▸ What is required
Look for "positive" in the listing below. Gather each line that contains it.
(Beginning of Supplied entries)
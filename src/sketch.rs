use std::path::{Path, PathBuf};

use serde::{Deserialize, Serialize};

use crate::{
    Color, Result, SketchError,
    canvas::Canvas,
    img::{RawImage, ToneMappingMethod},
    math::Random,
};

#[derive(Clone, Debug, PartialEq, Serialize, Deserialize)]
pub struct Settings {
    /// width, height in pixels
    pub dimensions: [u32; 2],
    pub animate: bool,
    /// seconds
    pub duration: Option<f64>,
    pub fps: f64,
    /// takes precedence over `duration`
    pub total_frames: Option<u32>,
    pub seed: Option<u64>,
    /// file prefix, defaults to the sketch name
    pub name: Option<String>,
    pub tone_mapping: ToneMappingMethod,
    pub background: Color,
}

impl Default for Settings {
    fn default() -> Self {
        Self {
            dimensions: [1080, 1080],
            animate: false,
            duration: None,
            fps: 30.,
            total_frames: None,
            seed: None,
            name: None,
            tone_mapping: ToneMappingMethod::Clamp,
            background: Color::ZERO,
        }
    }
}

impl Settings {
    pub fn width(&self) -> u32 {
        self.dimensions[0]
    }

    pub fn height(&self) -> u32 {
        self.dimensions[1]
    }

    pub fn validate(&self) -> Result<()> {
        let [w, h] = self.dimensions;
        if w == 0 || h == 0 {
            return Err(SketchError::InvalidSettings(format!(
                "dimensions must be positive, got {}x{}",
                w, h
            )));
        }
        if !self.fps.is_finite() || self.fps <= 0. {
            return Err(SketchError::InvalidSettings(format!(
                "fps must be positive, got {}",
                self.fps
            )));
        }
        if let Some(duration) = self.duration {
            if !duration.is_finite() || duration <= 0. {
                return Err(SketchError::InvalidSettings(format!(
                    "duration must be positive, got {}",
                    duration
                )));
            }
        }
        if self.total_frames == Some(0) {
            return Err(SketchError::InvalidSettings(
                "total_frames must be positive".to_string(),
            ));
        }
        Ok(())
    }

    pub fn total_frames(&self) -> u32 {
        if !self.animate {
            return 1;
        }
        if let Some(frames) = self.total_frames {
            return frames.max(1);
        }
        match self.duration {
            Some(duration) => ((duration * self.fps).round() as u32).max(1),
            // one second
            None => (self.fps.round() as u32).max(1),
        }
    }

    /// (playhead, time, delta_time)
    pub fn frame_props(&self, frame: u32) -> (f64, f64, f64) {
        let total = self.total_frames() as f64;
        let playhead = frame as f64 / total;
        let time = frame as f64 / self.fps;
        let delta_time = if frame == 0 { 0. } else { 1. / self.fps };
        (playhead, time, delta_time)
    }
}

/// What a sketch sees on every frame.
pub struct Props<'a> {
    pub context: &'a mut Canvas,
    pub width: f64,
    pub height: f64,
    /// [0, 1), loops
    pub playhead: f64,
    pub time: f64,
    pub delta_time: f64,
    pub frame: u32,
    pub total_frames: u32,
}

pub trait Sketch {
    /// Called once, before the first frame.
    fn begin(&mut self, _props: &mut Props) {}

    fn render(&mut self, props: &mut Props);
}

pub type SketchFactory = fn(&Settings, &mut Random) -> Result<Box<dyn Sketch>>;

#[derive(Clone, Copy)]
pub struct SketchEntry {
    pub name: &'static str,
    pub description: &'static str,
    pub settings: fn() -> Settings,
    pub factory: SketchFactory,
}

fn build_props<'a>(settings: &Settings, canvas: &'a mut Canvas, frame: u32) -> Props<'a> {
    let (playhead, time, delta_time) = settings.frame_props(frame);
    Props {
        context: canvas,
        width: settings.width() as f64,
        height: settings.height() as f64,
        playhead,
        time,
        delta_time,
        frame,
        total_frames: settings.total_frames(),
    }
}

pub struct Runner {
    name: String,
    settings: Settings,
    output: PathBuf,
    canvas: Canvas,
    sketch: Box<dyn Sketch>,
    seed: u64,
    begun: bool,
}

impl Runner {
    pub fn new<P: AsRef<Path>>(entry: &SketchEntry, settings: Settings, output: P) -> Result<Self> {
        settings.validate()?;

        let seed = match settings.seed {
            Some(seed) => seed,
            None => {
                let seed = rand::random::<u64>();
                log::info!("{}: no seed given, using {}", entry.name, seed);
                seed
            }
        };
        let mut random = Random::new(seed);

        let canvas = Canvas::new(settings.width(), settings.height());
        let sketch = (entry.factory)(&settings, &mut random)?;
        let name = settings.name.clone().unwrap_or_else(|| entry.name.to_string());

        Ok(Self {
            name,
            settings,
            output: output.as_ref().to_path_buf(),
            canvas,
            sketch,
            seed,
            begun: false,
        })
    }

    pub fn seed(&self) -> u64 {
        self.seed
    }

    pub fn settings(&self) -> &Settings {
        &self.settings
    }

    pub fn frame_path(&self, frame: u32) -> PathBuf {
        self.output
            .join(&self.name)
            .join(format!("{}_{:04}.png", self.name, frame))
    }

    /// Renders `frame` in memory, running `begin` first if needed.
    /// Frames past the last one are rejected, so the playhead stays below 1.
    pub fn render_frame(&mut self, frame: u32) -> Result<&RawImage> {
        let total_frames = self.settings.total_frames();
        if frame >= total_frames {
            return Err(SketchError::InvalidSettings(format!(
                "frame {} out of range, {} has {} frame(s)",
                frame, self.name, total_frames
            )));
        }

        if !self.begun {
            let mut props = build_props(&self.settings, &mut self.canvas, 0);
            self.sketch.begin(&mut props);
            self.begun = true;
        }

        self.canvas.reset();
        self.canvas.clear(self.settings.background);

        let mut props = build_props(&self.settings, &mut self.canvas, frame);
        self.sketch.render(&mut props);

        Ok(self.canvas.image())
    }

    /// Renders every frame in order and writes them as png.
    pub fn run(&mut self) -> Result<Vec<PathBuf>> {
        let total_frames = self.settings.total_frames();
        let dir = self.output.join(&self.name);
        std::fs::create_dir_all(&dir)?;

        log::info!(
            "rendering {} ({}x{}, {} frames, seed {})",
            self.name,
            self.settings.width(),
            self.settings.height(),
            total_frames,
            self.seed
        );

        let total_chrono = std::time::Instant::now();
        let mut paths = Vec::with_capacity(total_frames as usize);
        for frame in 0..total_frames {
            let chrono = std::time::Instant::now();
            let tone_mapping = self.settings.tone_mapping;
            let path = self.frame_path(frame);

            self.render_frame(frame)?.save(&path, &tone_mapping)?;

            log::debug!(
                "frame {}/{}: {:?} -> {}",
                frame + 1,
                total_frames,
                chrono.elapsed(),
                path.display()
            );
            paths.push(path);
        }
        log::info!("total render time: {:?}", total_chrono.elapsed());

        Ok(paths)
    }
}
(End of Supplied entries)
▸ Problem solution
                "dimensions must be positive, got {}x{}",
                "fps must be positive, got {}",
                    "duration must be positive, got {}",
                "total_frames must be positive".to_string(),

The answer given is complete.